→ Your goal
Where the string "UnknownValueType" shows up in a line of the records, copy that line.

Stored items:
· · · · ·

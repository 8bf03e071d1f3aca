//! Error types for the CLI runtime.

use std::io;
use std::sync::Arc;

use courier_wire::{ClientError, UnknownValueType};
use thiserror::Error;

#[derive(Debug, Error)]
pub(crate) enum AppError {
    #[error("failed to load configuration: {0}")]
    LoadConfiguration(Arc<ortho_config::OrthoError>),
    #[error("{0}")]
    CliUsage(clap::Error),
    #[error("argument `{argument}` must be written as type:value")]
    MissingTypePrefix { argument: String },
    #[error("argument `{argument}`: {source}")]
    UnknownType {
        argument: String,
        source: UnknownValueType,
    },
    #[error("argument `{argument}` is not valid JSON: {source}")]
    InvalidValue {
        argument: String,
        source: serde_json::Error,
    },
    #[error("failed to reach server at {endpoint}: {source}")]
    Connect {
        endpoint: String,
        source: ClientError,
    },
    #[error("request failed: {0}")]
    Call(ClientError),
    #[error("failed to serialise response: {0}")]
    SerialiseResponse(serde_json::Error),
    #[error("failed to write output: {0}")]
    WriteOutput(io::Error),
}
//! Process-level supervision: run the server until a termination signal.

mod errors;
mod launch;
mod shutdown;

pub use errors::LaunchError;
pub use launch::{run_daemon, run_daemon_with};
pub use shutdown::{ShutdownError, ShutdownSignal, SystemShutdownSignal};

pub(crate) const PROCESS_TARGET: &str = concat!(env!("CARGO_PKG_NAME"), "::process");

· · · · ·

→ Answer to the exercise
use courier_wire::{ClientError, UnknownValueType};
        source: UnknownValueType,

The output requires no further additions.